(Data excerpts)
__________________________________________________

/*!
 * Virtual Descriptor Runtime
 * Descriptor virtualization and host VM attachment exposed as a library
 */

pub mod attach;
pub mod config;
pub mod core;
pub mod descriptors;
pub mod forward;
pub mod monitoring;
pub mod runtime;

// Re-exports
pub use attach::{AttachmentCache, EnvHandle, HostVm, InterfaceVersion};
pub use config::{RuntimeConfig, TableConfig};
pub use crate::core::errors::*;
pub use crate::core::types::*;
pub use descriptors::{DescriptorFlags, DescriptorKind, DescriptorRecord, DescriptorTable, External, Resolution};
pub use forward::{Forwarder, OsSyscalls, NativeSyscalls};
pub use monitoring::{init_tracing, try_init_tracing};
pub use runtime::{FnSubsystem, HostBridge, RuntimeContext, RuntimeContextBuilder, Subsystem};
/*!
 * Core Types
 * Common types used across the runtime
 */

use std::os::fd::RawFd;

/// Application-visible descriptor
pub type VirtualFd = i32;

/// Real OS descriptor
pub type OsFd = RawFd;

/// Common result type for runtime operations
pub type RuntimeResult<T> = Result<T, super::errors::RuntimeError>;
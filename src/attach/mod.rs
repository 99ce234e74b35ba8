/*!
 * Runtime Attachment
 *
 * Binds native threads to the hosting VM on demand:
 * - Once-only attachment key with a thread-exit detach hook
 * - Lazy attach on first environment fetch
 * - Explicit registration of the VM and a host-supplied environment
 */

mod cache;
mod key;
mod vm;

pub use cache::AttachmentCache;
pub use key::AttachmentKey;
pub use vm::{EnvHandle, HostVm, InterfaceVersion};

#[cfg(test)]
pub use vm::MockHostVm;
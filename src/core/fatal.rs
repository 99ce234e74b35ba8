/*!
 * Fatal Faults
 *
 * Unrecoverable invariant violations. Continuing after one of these would leave
 * descriptor or attachment state undefined, so the process is aborted.
 */

use tracing::error;

/// Log the fault and abort the process
#[cold]
#[inline(never)]
pub fn abort_process(reason: &str) -> ! {
    error!(reason = reason, "fatal runtime fault, aborting");
    std::process::abort()
}
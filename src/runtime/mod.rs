/*!
 * Runtime
 *
 * Process-lifetime context plus the module and host entry points:
 * - Ordered subsystem bring-up at module load
 * - Attachment key teardown at module unload
 * - Host VM capture when the host loads the module
 */

mod bridge;
mod context;
mod lifecycle;

pub use bridge::HostBridge;
pub use context::{RuntimeContext, RuntimeContextBuilder};
pub use lifecycle::{FnSubsystem, Subsystem};
/*!
 * Syscall Forwarding
 *
 * Thin wrappers that translate virtual descriptors to external ones and
 * forward to the OS. No buffering, retry, or result translation.
 */

mod forwarder;
mod native;

pub use forwarder::Forwarder;
pub use native::{OsSyscalls, NativeSyscalls};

__________________________________________________

**INSTRUCTIONS TO FOLLOW:**
Each record above is to be written out again exactly.

**FINAL ANSWER:**
/*!
 * Virtual Descriptor Runtime
 * Descriptor virtualization and host VM attachment exposed as a library
 */

pub mod attach;
pub mod config;
pub mod core;
pub mod descriptors;
pub mod forward;
pub mod monitoring;
pub mod runtime;

// Re-exports
pub use attach::{AttachmentCache, EnvHandle, HostVm, InterfaceVersion};
pub use config::{RuntimeConfig, TableConfig};
pub use crate::core::errors::*;
pub use crate::core::types::*;
pub use descriptors::{DescriptorFlags, DescriptorKind, DescriptorRecord, DescriptorTable, External, Resolution};
pub use forward::{Forwarder, OsSyscalls, NativeSyscalls};
pub use monitoring::{init_tracing, try_init_tracing};
pub use runtime::{FnSubsystem, HostBridge, RuntimeContext, RuntimeContextBuilder, Subsystem};
/*!
 * Core Types
 * Common types used across the runtime
 */

use std::os::fd::RawFd;

/// Application-visible descriptor
pub type VirtualFd = i32;

/// Real OS descriptor
pub type OsFd = RawFd;

/// Common result type for runtime operations
pub type RuntimeResult<T> = Result<T, super::errors::RuntimeError>;
filename src/attach/mod.rs
repository 99ce234e74b35ba8
/*!
 * Runtime Attachment
 *
 * Binds native threads to the hosting VM on demand:
 * - Once-only attachment key with a thread-exit detach hook
 * - Lazy attach on first environment fetch
 * - Explicit registration of the VM and a host-supplied environment
 */

mod cache;
mod key;
mod vm;

pub use cache::AttachmentCache;
pub use key::AttachmentKey;
pub use vm::{EnvHandle, HostVm, InterfaceVersion};

#[cfg(test)]
pub use vm::MockHostVm;
filename src/core/fatal.rs
repository 99ce234e74b35ba8
/*!
 * Fatal Faults
 *
 * Unrecoverable invariant violations. Continuing after one of these would leave
 * descriptor or attachment state undefined, so the process is aborted.
 */

use tracing::error;

/// Log the fault and abort the process
#[cold]
#[inline(never)]
pub fn abort_process(reason: &str) -> ! {
    error!(reason = reason, "fatal runtime fault, aborting");
    std::process::abort()
}
filename src/runtime/mod.rs
/*!
 * Runtime
 *
 * Process-lifetime context plus the module and host entry points:
 * - Ordered subsystem bring-up at module load
 * - Attachment key teardown at module unload
 * - Host VM capture when the host loads the module
 */

mod bridge;
mod context;
mod lifecycle;

pub use bridge::HostBridge;
pub use context::{RuntimeContext, RuntimeContextBuilder};
pub use lifecycle::{FnSubsystem, Subsystem};
/*!
 * Syscall Forwarding
 *
 * Thin wrappers that translate virtual descriptors to external ones and
 * forward to the OS. No buffering, retry, or result translation.
 */

mod forwarder;
mod native;

pub use forwarder::Forwarder;
pub use native::{OsSyscalls, NativeSyscalls};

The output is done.